There’s a desk and printer in Max’s second bedroom, and an air mattress is still blown up, though due to age, most of the air is gone. A thin blanket is piled on top of it. No pillow. A litter box that was emptied, either by Max or our mother, is wedged in a corner.
The FBI confiscated Max’s laptop during the investigation, and the desk’s surface is clear, only a blue pen lays off to the side near a notepad.
I sink onto the chair and run my fingers over the wood. I can picture him here, pounding out stories for the paper. Idly, I search the drawers, but there’s nothing except office supplies: stapler and extra staples, hole punch, notebooks andpens that haven’t been used yet. Printer paper. A thesaurus and dictionary. Paperclips. His laptop charger. More cat toys.
I didn’t think I would need this long to find a box, and sweating, I pull my jacket off and lay it over the back of the chair.

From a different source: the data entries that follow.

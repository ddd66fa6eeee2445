// Copyright (C) 2026 Fred Clausen
// Use of this source code is governed by an MIT-style
// license that can be found in the LICENSE file or at
// https://opensource.org/licenses/MIT.

//! Cross-destination ledger of queue slots.
//!
//! Each destination's `State` only knows its own lists. This ledger is the
//! one place that can answer "is this vehicle queued anywhere?" and "which
//! destination holds this entry id?".

use crate::state::State;
use louaj_domain::{Destination, DomainError, EntryId, QueueClass, VehicleId};
use std::collections::HashMap;

/// Where a slot lives.
#[derive(Debug, Clone, PartialEq, Eq)]
pub struct Slot {
    /// The destination holding the slot.
    pub destination: Destination,
    /// The slot's entry id.
    pub entry_id: EntryId,
    /// Active queue or overnight list.
    pub queue_class: QueueClass,
}

/// Which vehicle holds which slot, across all destinations.
#[derive(Debug, Clone, Default, PartialEq, Eq)]
pub struct VehicleOccupancy {
    active: HashMap<VehicleId, Slot>,
    overnight: HashMap<VehicleId, Slot>,
    entries: HashMap<EntryId, Slot>,
}

impl VehicleOccupancy {
    /// Creates an empty ledger.
    #[must_use]
    pub fn new() -> Self {
        Self::default()
    }

    /// Returns the slot a vehicle holds in the given class, if any.
    #[must_use]
    pub fn slot_of(&self, vehicle_id: &VehicleId, queue_class: QueueClass) -> Option<&Slot> {
        match queue_class {
            QueueClass::Active => self.active.get(vehicle_id),
            QueueClass::Overnight => self.overnight.get(vehicle_id),
        }
    }

    /// Returns the slot with the given entry id, if any.
    #[must_use]
    pub fn locate(&self, entry_id: EntryId) -> Option<&Slot> {
        self.entries.get(&entry_id)
    }

    /// Checks that a vehicle holds no slot of the given class.
    ///
    /// # Errors
    ///
    /// Returns `DomainError::DuplicateVehicle` naming the existing slot.
    pub fn ensure_vacant(
        &self,
        vehicle_id: &VehicleId,
        queue_class: QueueClass,
    ) -> Result<(), DomainError> {
        match self.slot_of(vehicle_id, queue_class) {
            Some(slot) => Err(DomainError::DuplicateVehicle {
                vehicle_id: vehicle_id.clone(),
                queue_class,
                destination: slot.destination.name().to_string(),
            }),
            None => Ok(()),
        }
    }

    /// Replaces everything recorded for `previous.destination` with the
    /// slots in `current`.
    pub fn sync(&mut self, previous: &State, current: &State) {
        for entry in &previous.active {
            self.active.remove(&entry.vehicle_id);
            self.entries.remove(&entry.id);
        }
        for entry in &previous.overnight {
            self.overnight.remove(&entry.vehicle_id);
            self.entries.remove(&entry.id);
        }

        for entry in &current.active {
            let slot: Slot = Slot {
                destination: current.destination.clone(),
                entry_id: entry.id,
                queue_class: QueueClass::Active,
            };
            self.entries.insert(entry.id, slot.clone());
            self.active.insert(entry.vehicle_id.clone(), slot);
        }
        for entry in &current.overnight {
            let slot: Slot = Slot {
                destination: current.destination.clone(),
                entry_id: entry.id,
                queue_class: QueueClass::Overnight,
            };
            self.entries.insert(entry.id, slot.clone());
            self.overnight.insert(entry.vehicle_id.clone(), slot);
        }
    }

    /// Returns the number of vehicles holding an active slot.
    #[must_use]
    pub fn active_count(&self) -> usize {
        self.active.len()
    }

    /// Returns the number of vehicles holding an overnight slot.
    #[must_use]
    pub fn overnight_count(&self) -> usize {
        self.overnight.len()
    }
}
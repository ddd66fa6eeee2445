// Copyright (C) 2026 Fred Clausen
// Use of this source code is governed by an MIT-style
// license that can be found in the LICENSE file or at
// https://opensource.org/licenses/MIT.

//! Staff identity extraction.
//!
//! Desk terminals identify the logged-in staff member with the
//! `X-Staff-Id` and `X-Staff-Role` headers. An optional `X-Request-Id`
//! becomes the audit cause id.

use axum::{
    extract::FromRequestParts,
    http::{HeaderMap, StatusCode, request::Parts},
    response::{IntoResponse, Response},
};
use louaj_api::{AuthenticatedActor, Role, authenticate_stub};
use louaj_audit::Cause;
use tracing::{debug, warn};

/// Header carrying the staff member's id.
pub const STAFF_ID_HEADER: &str = "x-staff-id";
/// Header carrying the staff member's role.
pub const STAFF_ROLE_HEADER: &str = "x-staff-role";
/// Header carrying the client's request id.
pub const REQUEST_ID_HEADER: &str = "x-request-id";

/// The authenticated staff member and the audit cause for this request.
///
/// # Errors
///
/// Extraction fails with HTTP 401 if either staff header is missing, is
/// not valid UTF-8, names an unknown role, or carries an empty id.
pub struct StaffSession(pub AuthenticatedActor, pub Cause);

impl<S> FromRequestParts<S> for StaffSession
where
    S: Send + Sync,
{
    type Rejection = SessionError;

    async fn from_request_parts(parts: &mut Parts, _state: &S) -> Result<Self, Self::Rejection> {
        let staff_id: &str = header(&parts.headers, STAFF_ID_HEADER)?;
        let role: Role = Role::parse(header(&parts.headers, STAFF_ROLE_HEADER)?).map_err(|e| {
            warn!(error = %e, "Rejected staff role");
            SessionError::Rejected(e.to_string())
        })?;
        let actor: AuthenticatedActor =
            authenticate_stub(staff_id.to_string(), role).map_err(|e| {
                warn!(error = %e, "Rejected staff id");
                SessionError::Rejected(e.to_string())
            })?;

        let cause_id: String = parts
            .headers
            .get(REQUEST_ID_HEADER)
            .and_then(|v| v.to_str().ok())
            .map_or_else(|| String::from("unspecified"), str::to_string);
        let cause: Cause = Cause::new(cause_id, format!("{} {}", parts.method, parts.uri.path()));

        debug!(staff_id = %actor.id, role = actor.role.as_str(), "Staff session extracted");
        Ok(Self(actor, cause))
    }
}

fn header<'a>(headers: &'a HeaderMap, name: &'static str) -> Result<&'a str, SessionError> {
    headers
        .get(name)
        .ok_or_else(|| {
            debug!(header = name, "Missing staff header");
            SessionError::MissingHeader(name)
        })?
        .to_str()
        .map_err(|_| {
            warn!(header = name, "Invalid staff header encoding");
            SessionError::InvalidHeader(name)
        })
}

/// Staff session extraction errors.
#[derive(Debug)]
pub enum SessionError {
    /// A required header is missing.
    MissingHeader(&'static str),
    /// A header is not valid UTF-8.
    InvalidHeader(&'static str),
    /// The presented identity was rejected.
    Rejected(String),
}

impl IntoResponse for SessionError {
    fn into_response(self) -> Response {
        let message: String = match self {
            Self::MissingHeader(name) => format!("Missing {name} header"),
            Self::InvalidHeader(name) => format!("Invalid {name} header"),
            Self::Rejected(reason) => reason,
        };
        (StatusCode::UNAUTHORIZED, message).into_response()
    }
}
// Copyright (C) 2026 Fred Clausen
// Use of this source code is governed by an MIT-style
// license that can be found in the LICENSE file or at
// https://opensource.org/licenses/MIT.

//! Station configuration tests.

use louaj::QueueStore;
use louaj_domain::{Destination, DriverCin, Fare, PromotionSchedule, VehicleId};
use time::macros::time;

use crate::{StationConfig, StationConfigError};

const SAMPLE: &str = r#"{
    "station_name": "Monastir Louaj",
    "station_id": "station-monastir",
    "opening_time": "05:30",
    "closing_time": "21:00",
    "timezone": "Africa/Tunis",
    "destinations": ["Sousse", "Mahdia"],
    "fares": { "Sousse": "4.500" },
    "vehicles": [
        {
            "vehicle_id": "TN-1",
            "license_plate": "123 TUN 4567",
            "driver_name": "Ahmed Ben Ali",
            "driver_cin": "12345678",
            "capacity": 8,
            "assigned_destination": "Sousse"
        },
        {
            "vehicle_id": "TN-2",
            "license_plate": "88 TUN 1200",
            "driver_name": "Sami Trabelsi",
            "driver_cin": "87654321",
            "capacity": 6
        }
    ]
}"#;

#[test]
fn test_default_config_is_valid() {
    let config: StationConfig = StationConfig::default();

    assert!(config.validate().is_ok());
    assert_eq!(config.opening().unwrap(), time!(05:00));
    assert!(config.operational);
    assert!(config.destinations.is_empty());
}

#[test]
fn test_sample_config_parses_and_fills_defaults() {
    let config: StationConfig = StationConfig::from_json(SAMPLE).unwrap();

    assert_eq!(config.station_name, "Monastir Louaj");
    assert!(config.operational);
    assert_eq!(config.vehicles.len(), 2);
    assert_eq!(config.vehicles[1].assigned_destination, None);

    let schedule: PromotionSchedule = config.promotion_schedule().unwrap();
    assert_eq!(schedule.opening_time(), time!(05:30));
    assert_eq!(schedule.timezone(), "Africa/Tunis");
}

#[test]
fn test_seed_store_registers_destinations_and_vehicles() {
    let config: StationConfig = StationConfig::from_json(SAMPLE).unwrap();
    let store: QueueStore = QueueStore::new();

    config.seed_store(&store).unwrap();

    let names: Vec<String> = store
        .destinations()
        .iter()
        .map(|d| d.name().to_string())
        .collect();
    assert_eq!(names, vec!["Sousse", "Mahdia"]);
    assert_eq!(
        store.destinations()[0].station_id(),
        Some("station-monastir")
    );
    assert_eq!(store.vehicle(&VehicleId::new("TN-2")).unwrap().capacity, 6);
    let by_driver = store
        .vehicle_by_driver_cin(&DriverCin::parse("12345678").unwrap())
        .unwrap();
    assert_eq!(
        by_driver.assigned_destination,
        Some(Destination::new("Sousse"))
    );
    assert!(store.list_by_destination(&Destination::new("Mahdia")).unwrap().is_empty());
    assert_eq!(store.fare(&Destination::new("Sousse")), Fare::from_millimes(4500));
    assert_eq!(store.fare(&Destination::new("Mahdia")), Fare::ZERO);
    assert!(store.is_operational());
}

#[test]
fn test_seed_store_closes_non_operational_station() {
    let mut config: StationConfig = StationConfig::from_json(SAMPLE).unwrap();
    config.operational = false;
    let store: QueueStore = QueueStore::new();

    config.seed_store(&store).unwrap();

    assert!(!store.is_operational());
}

#[test]
fn test_fare_for_unlisted_destination_is_rejected() {
    let mut config: StationConfig = StationConfig::from_json(SAMPLE).unwrap();
    config
        .fares
        .insert(String::from("Gabes"), String::from("9.000"));

    assert!(matches!(
        config.validate().unwrap_err(),
        StationConfigError::UnlistedFare(name) if name == "Gabes"
    ));
}

#[test]
fn test_malformed_fare_is_rejected() {
    let json: String = SAMPLE.replace("\"4.500\"", "\"4.5000\"");

    let result: Result<StationConfig, StationConfigError> = StationConfig::from_json(&json);

    assert!(matches!(
        result.unwrap_err(),
        StationConfigError::InvalidEntry { item, .. } if item == "Sousse"
    ));
}

#[test]
fn test_seed_store_twice_reports_duplicate() {
    let config: StationConfig = StationConfig::from_json(SAMPLE).unwrap();
    let store: QueueStore = QueueStore::new();
    config.seed_store(&store).unwrap();

    let result: Result<(), StationConfigError> = config.seed_store(&store);

    assert!(matches!(
        result.unwrap_err(),
        StationConfigError::Seed { item, .. } if item == "Sousse"
    ));
}

#[test]
fn test_seed_store_rejects_malformed_cin() {
    let mut config: StationConfig = StationConfig::from_json(SAMPLE).unwrap();
    config.vehicles[0].driver_cin = String::from("ABC");
    let store: QueueStore = QueueStore::new();

    let result: Result<(), StationConfigError> = config.seed_store(&store);

    assert!(matches!(
        result.unwrap_err(),
        StationConfigError::InvalidEntry { item, .. } if item == "TN-1"
    ));
}

#[test]
fn test_opening_after_closing_is_rejected() {
    let config: StationConfig = StationConfig {
        opening_time: String::from("22:00"),
        closing_time: String::from("05:00"),
        ..StationConfig::default()
    };

    assert!(matches!(
        config.validate().unwrap_err(),
        StationConfigError::OpeningNotBeforeClosing { .. }
    ));
}

#[test]
fn test_malformed_time_is_rejected() {
    let config: StationConfig = StationConfig {
        closing_time: String::from("late"),
        ..StationConfig::default()
    };

    assert!(matches!(
        config.validate().unwrap_err(),
        StationConfigError::InvalidTime { field, .. } if field == "closing_time"
    ));
}

#[test]
fn test_unknown_timezone_is_rejected() {
    let config: StationConfig = StationConfig {
        timezone: String::from("Mars/Olympus"),
        ..StationConfig::default()
    };

    assert!(matches!(
        config.validate().unwrap_err(),
        StationConfigError::InvalidTimezone(zone) if zone == "Mars/Olympus"
    ));
}

#[test]
fn test_duplicate_destination_is_rejected() {
    let config: StationConfig = StationConfig {
        destinations: vec![String::from("Sousse"), String::from(" Sousse")],
        ..StationConfig::default()
    };

    assert!(matches!(
        config.validate().unwrap_err(),
        StationConfigError::DuplicateDestination(name) if name == "Sousse"
    ));
}

#[test]
fn test_malformed_json_is_parse_error() {
    let result: Result<StationConfig, StationConfigError> = StationConfig::from_json("{");

    assert!(matches!(result.unwrap_err(), StationConfigError::Parse(_)));
}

The closet doesn’t have anything in it except old clothes Max didn’t wear anymore, and the shelf above them is empty.
In the kitchen, I search the cabinets. They’re full of expired canned goods, boxes of noodles, and cat treats.
He sure loved that cat.
Other drawers and cabinets reveal plates and bowls, cutlery. Saucepans and frying pans. He cooked decent meals for himself, at least, which is more than what I do when I’m alone.
A striped dishtowel hangs on the oven’s door handle.
For the hell of it, I open the fridge, and Mom left a six pack of beer on the top shelf. It’s a fussy brand I don’t buy, but I pull a bottle out of the cardboard and use the hem of my shirt to pry the top off. Leaning against the counter, I sip and swish the carbonated drink around my mouth. It wasn’t often Max and I shared a beer. At Mom’s once in a while if we were invited to the same events. Holidays. What would our relationship have been like if I would have extended an invitation to play a game of darts and drink a beer every once in a while? Would he have accepted? I was silent toward him, but he was the same. He didn’t call to bullshit, didn’t ask if I was seeing anybody to double date. He stayed on his side of the line.
I don’t remember if I drew the line or not. Maybe. Maybe because I always preferred to spend time with Pop, I drew the line and hadn’t even realized it.
Maybe he’d been waiting for me to step over it and I never did.
I walk out of the kitchen.
He wasn’t obvious about hiding the lockbox like most people who use a box to keep social security cards and birth certificates,car titles. I’ll have to get more inventive if I want to find it. Inside the stuffing of the couch, inside a chair’s upholstery. Behind the bookshelves.
In the bathroom, I slide the shower curtain aside, but the tub’s empty except for a spider hanging out, and so is the medicine cabinet and vanity, besides a few stray rolls of toilet paper Mom left behind under the sink. Nothing is taped to the bottom of the toilet’s tank lid, and I raise the lid of the actual toilet as well.